When to use: Examining multiple factors and their interactions

Advantages:
  • Examines main effects of each IV
  • Tests interaction effects
  • More efficient than separate studies
  • Reflects complexity of real world
Limitations:
  • Requires larger sample size
  • More complex analysis
  • Interactions can be difficult to interpret

4. Within-Subjects (Repeated Measures) Design

Same Participants

Same participants experience all conditions

Participants

Condition A

Measure DV

Condition B

Measure DV

Condition C

Measure DV

Compare

When to use: Comparing multiple treatments, tracking change over time

Example: Testing reaction time under no caffeine, moderate caffeine, and high caffeine conditions (same people tested in all three)

Counterbalancing

Use counterbalancing to control for order effects: Different participants experience conditions in different orders (ABC, BCA, CAB, etc.)

Advantages:
  • Fewer participants needed
  • Each person is their own control
  • More statistical power
  • Individual differences controlled
Limitations:
  • Order/practice effects possible
  • Carryover effects between conditions
  • Not suitable if treatment has lasting effects
  • Can be time-consuming for participants

Control Groups: Types and Functions

No-Treatment Control Group

Receives no intervention at all

Use when: Testing if any intervention is better than none

Placebo Control Group

Receives inactive treatment that mimics the real intervention

Use when: Controlling for expectation effects

Example: Sugar pill that looks like real medication

Attention Control Group

Receives equal attention/time but different content

Use when: Isolating the specific treatment effect from general attention

Example: Support group meetings without the specific therapeutic technique

Wait-List Control Group

Will receive treatment after study ends

Use when: Ethical concerns about withholding beneficial treatment

Example: Testing therapy effectiveness where denying treatment would be unethical

Laboratory vs. Field Experiments

Laboratory Experiments: Conducted in controlled settings (labs). High internal validity but may lack real-world applicability.

Field Experiments: Conducted in natural settings while maintaining experimental control. Better ecological validity but harder to control extraneous variables.

Choose based on your priorities: internal validity vs. external validity.

Topic 3

Non-Experimental Designs

Non-experimental designs observe and measure variables without manipulation or random assignment.
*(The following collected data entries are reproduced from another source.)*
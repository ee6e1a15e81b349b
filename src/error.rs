//! Crate-wide error taxonomy (spec §7).

use thiserror::Error;

/// Result alias used throughout the crate.
pub type Result<T> = std::result::Result<T, RegistrationError>;

/// Every failure mode the registration/assembly pipeline can produce.
#[derive(Debug, Error)]
pub enum RegistrationError {
    #[error("io error on {path}: {source}")]
    Io {
        path: String,
        #[source]
        source: std::io::Error,
    },

    #[error("unsupported format: {0}")]
    UnsupportedFormat(String),

    #[error("shape mismatch: expected {expected:?}, got {got:?}")]
    ShapeMismatch {
        expected: (usize, usize),
        got: (usize, usize),
    },

    #[error("degenerate statistics: {0}")]
    DegenerateStats(String),

    #[error("insufficient evidence to fit a transform: {surviving} points survived, need at least {required}")]
    InsufficientEvidence { surviving: usize, required: usize },

    #[error("duplicate control point at target ({y}, {x})")]
    DuplicatePoint { y: f64, x: f64 },

    #[error("point is out of the transform's domain and extrapolation was disabled")]
    OutOfDomain,

    #[error("composite produced out-of-bounds coordinates, transform is likely broken")]
    CompositeOutOfBounds,

    #[error("transform literal contained a sentinel/NaN/infinite value: {0}")]
    InvalidTransformLiteral(String),

    #[error("failed to parse {kind}: {reason}")]
    Parse { kind: &'static str, reason: String },
}

impl RegistrationError {
    pub fn io(path: impl Into<String>, source: std::io::Error) -> Self {
        RegistrationError::Io { path: path.into(), source }
    }
}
While they cannot establish causation, they're essential for studying phenomena that can't or shouldn't be manipulated, and they provide valuable descriptive and correlational insights.

When to Use Non-Experimental Designs

Manipulation Not Possible

Some variables cannot be manipulated by researchers

Examples:

  • Gender, age, ethnicity
  • Personality traits
  • Past experiences (trauma, education)
  • Genetic factors

Manipulation Not Ethical

Some manipulations would cause harm

Examples:

  • Cannot randomly assign people to smoke
  • Cannot deliberately expose children to abuse
  • Cannot withhold needed medical treatment
  • Cannot induce mental illness

Exploratory Research

Initial investigation of new topics

Examples:

  • Understanding experiences or perspectives
  • Identifying relevant variables
  • Generating hypotheses for future testing
  • Describing emerging phenomena

Practical Constraints

Resources or feasibility limitations

Examples:

  • Limited budget or time
  • Cannot access experimental conditions
  • Large-scale phenomena (historical events)
  • Rare populations

Types of Non-Experimental Designs

1. Correlational Research

Quantitative

Purpose: Examine relationships between two or more variables

What Correlations Tell Us:
  • Direction: Positive (both increase) or negative (one increases, other decreases)
  • Strength: How closely related (correlation coefficient: -1 to +1)
  • Significance: Whether relationship is likely real or due to chance
Example Study:

Research Question: Is there a relationship between hours of sleep and academic performance?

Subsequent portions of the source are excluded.